I need a bigger workshop mine's 10x16 now i would like at least 16x24 with a 4x16 lumber storage bump out on one end lumber storage is my bigest trouble.
So here's my idea my mailbox is made out of 4" thin wall pvc pipe filled with concrete and rebar. The mail box post has been up for 14 years no signs of cracks or deteration.

Why can't i dig a hole 3' deep pour a 12" footer  put the pipe on top of the footer with rebar sticking up run rebar all the way thru to the top to a 4" bracket  fill with concete and put J bolts every 4' sticking out one side of the pipe to bolt 2x4 purlins on for closing in the walls.
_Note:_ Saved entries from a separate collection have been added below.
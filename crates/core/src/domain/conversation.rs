use serde::{Deserialize, Serialize};

#[derive(Clone, Copy, Debug, PartialEq, Eq, Serialize, Deserialize)]
#[serde(rename_all = "snake_case")]
pub enum Role {
    User,
    Assistant,
}

#[derive(Clone, Debug, PartialEq, Eq, Serialize, Deserialize)]
pub struct ConversationTurn {
    pub role: Role,
    pub content: String,
}

/// Append-only conversation history owned by a single session.
///
/// Sessions are keyed by a caller-supplied identifier; two sessions never
/// share turns. History lives for the process lifetime unless explicitly
/// cleared.
#[derive(Clone, Debug, Default, PartialEq, Eq)]
pub struct SessionContext {
    session_id: String,
    turns: Vec<ConversationTurn>,
}

impl SessionContext {
    pub fn new(session_id: impl Into<String>) -> Self {
        Self { session_id: session_id.into(), turns: Vec::new() }
    }

    pub fn session_id(&self) -> &str {
        &self.session_id
    }

    /// Append one (user, assistant) turn pair.
    pub fn record_exchange(&mut self, user_text: &str, assistant_text: &str) {
        self.turns.push(ConversationTurn { role: Role::User, content: user_text.to_string() });
        self.turns
            .push(ConversationTurn { role: Role::Assistant, content: assistant_text.to_string() });
    }

    /// Reset to empty, unconditionally.
    pub fn clear(&mut self) {
        self.turns.clear();
    }

    pub fn turns(&self) -> &[ConversationTurn] {
        &self.turns
    }

    pub fn len(&self) -> usize {
        self.turns.len()
    }

    pub fn is_empty(&self) -> bool {
        self.turns.is_empty()
    }
}
use std::collections::BTreeSet;

/// Deterministic top-k retrieval over product-name documents.
///
/// Sits at the same boundary the similarity index occupies: `build` over an
/// ordered document sequence, `search` returning the k best snippets.
/// Scoring is token overlap with document order as the tie-break, so the
/// same query always returns the same snippets in the same order.
#[derive(Clone, Debug, Default)]
pub struct ProductIndex {
    documents: Vec<IndexedDocument>,
}

#[derive(Clone, Debug)]
struct IndexedDocument {
    text: String,
    tokens: BTreeSet<String>,
}

impl ProductIndex {
    pub fn build<I>(documents: I) -> Self
    where
        I: IntoIterator<Item = String>,
    {
        let documents = documents
            .into_iter()
            .map(|text| {
                let tokens = tokenize(&text);
                IndexedDocument { text, tokens }
            })
            .collect();
        Self { documents }
    }

    pub fn len(&self) -> usize {
        self.documents.len()
    }

    pub fn is_empty(&self) -> bool {
        self.documents.is_empty()
    }

    /// Return up to `k` documents ranked by shared-token count with the
    /// query, ties broken by document order.
    pub fn search(&self, query: &str, k: usize) -> Vec<String> {
        let query_tokens = tokenize(query);

        let mut scored: Vec<(usize, usize)> = self
            .documents
            .iter()
            .enumerate()
            .map(|(position, document)| {
                let score = document.tokens.intersection(&query_tokens).count();
                (score, position)
            })
            .collect();

        scored.sort_by(|a, b| b.0.cmp(&a.0).then(a.1.cmp(&b.1)));
        scored
            .into_iter()
            .take(k)
            .map(|(_, position)| self.documents[position].text.clone())
            .collect()
    }
}

fn tokenize(text: &str) -> BTreeSet<String> {
    text.to_lowercase()
        .split(|c: char| !c.is_ascii_alphanumeric())
        .filter(|token| !token.is_empty())
        .map(str::to_string)
        .collect()
}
The pipe/post will only support the roof a 4/12 or 6/12 pitch no snow load down here and frost is 6"  i would put pipe 8'oc. on the outside wall clear floorspace a slab or brick on sandbed floor.

Stupid,Brillant what do y'all thank?

robert

glenn-k

There are a million ways to do things, Robert - it sounds like it would work to me - similar to buildings with concrete columns on larger buildings.  Kind of like an extended Big Foot footing.

I would suggest bending hooks on your vertical rebars and including them in your footer.  4 inch pipe may be a bit tight getting concrete into past rebar and ties - vibrating, tapping, rodding, smaller aggregate etc. should help.  Concrete gets most of it's strength in the first 7 days - I wouldn't apply a load to it much sooner than that - the first couple days it is pretty weak. All columns would have to be braced until cured.  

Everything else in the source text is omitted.